6.3.2. Scenario 2: Federated Workload Profiling on Various Resource Parameters at the Node Level

Disk space usage prior to and after FWP at different edge nodes.
The FWP experiments’ impact on disk space consumption was comparable with that of other previous experiments as evident from Figure 6. All of the nodes showed lower disk space usage after the FWP experiments, even though there was no large disparity in the usage of disk space.
Network I/O statistics prior to and after FWP
Each edge node’s network I/O data were recorded, which included the characteristics bytes sent, bytes received, number of packets transmitted, number of packets received, total number of incoming dropped packets, and the total number of outbound lost packets. This I/O data analysis revealed crucial insights into the system’s overall performance and helped identify potential bottlenecks and issues.
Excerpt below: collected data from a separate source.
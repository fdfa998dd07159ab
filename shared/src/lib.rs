use std::time::Duration;
use thiserror::Error;

pub mod entity;
pub mod map;
pub mod pellet;
pub mod point;
pub mod powerup;
pub mod protocol;
pub mod scheduler;
pub mod world;

pub use entity::{Direction, Entity};
pub use map::Map;
pub use pellet::Pellet;
pub use point::{Point, PointMap, PointSet};
pub use powerup::{ActivePowerUps, PowerUp, PowerUpKind};
pub use protocol::{EntityPosition, Input, Packet, ProtocolError};
pub use scheduler::Scheduler;

pub const DEFAULT_TICK_MS: u64 = 10;
pub const BASE_VELOCITY: f64 = 0.08;
pub const SPEED_BONUS: f64 = 0.02;
pub const CENTRE_TOLERANCE: f64 = 0.05;
pub const PELLET_VALUE: u32 = 1;
pub const PELLET_RESPAWN_TICKS: u32 = 5000;
pub const ENTITY_RESPAWN_TICKS: u32 = 100;
pub const CAPTURE_REWARD: u32 = 200;

/// Tunables for one game session, threaded explicitly into the telemetry
/// constructors on both sides of the wire. Host and replicas must agree on
/// these values for the locally ticked timers to stay in step.
#[derive(Debug, Clone)]
pub struct GameConfig {
    pub tick: Duration,
    pub base_velocity: f64,
    pub speed_bonus: f64,
    pub pellet_respawn_ticks: u32,
    pub entity_respawn_ticks: u32,
    pub capture_reward: u32,
    /// Grid cells seeded as power-up boxes on the authoritative side.
    pub power_up_box_cells: Vec<(i32, i32)>,
    /// Session length in ticks; the host stops the game when it elapses.
    /// `None` runs until stopped explicitly.
    pub game_length_ticks: Option<u64>,
}

impl Default for GameConfig {
    fn default() -> Self {
        Self {
            tick: Duration::from_millis(DEFAULT_TICK_MS),
            base_velocity: BASE_VELOCITY,
            speed_bonus: SPEED_BONUS,
            pellet_respawn_ticks: PELLET_RESPAWN_TICKS,
            entity_respawn_ticks: ENTITY_RESPAWN_TICKS,
            capture_reward: CAPTURE_REWARD,
            power_up_box_cells: Vec::new(),
            game_length_ticks: None,
        }
    }
}

/// Session-fatal faults, as opposed to the recoverable [`ProtocolError`]s.
#[derive(Debug, Error, PartialEq, Eq)]
pub enum SessionError {
    #[error("telemetry mutated after stop_game")]
    Stopped,
    #[error("transport queue closed")]
    TransportClosed,
}

#[cfg(test)]
mod tests {
    use super::*;

    #[test]
    fn default_config_matches_constants() {
        let config = GameConfig::default();
        assert_eq!(config.tick, Duration::from_millis(DEFAULT_TICK_MS));
        assert_eq!(config.base_velocity, BASE_VELOCITY);
        assert_eq!(config.speed_bonus, SPEED_BONUS);
        assert_eq!(config.pellet_respawn_ticks, PELLET_RESPAWN_TICKS);
        assert!(config.power_up_box_cells.is_empty());
    }
}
After applying our proposed optimization strategies, which included resource-aware data reduction methods such as compression, protocol optimization, and caching, we were able to visually inspect the bytes sent and received and confirmed a decrease after implementing FWP, as shown in Figure 7.

6.3.3. Scenario 3: The Cumulative Impact of Federated Workload Profiling across Expanding Node Networks

Extending the Scenario 2 experiments, an assessment was conducted to evaluate the cumulative impacts of optimization strategies on disk space, memory, and network performance as the number of nodes in the federation increases. The size of a federation can vary widely, ranging from a few nodes to hundreds or even thousands, depending on the specific network or system architecture. The number of nodes in a federation often impacts various aspects of network management, performance, and resource allocation.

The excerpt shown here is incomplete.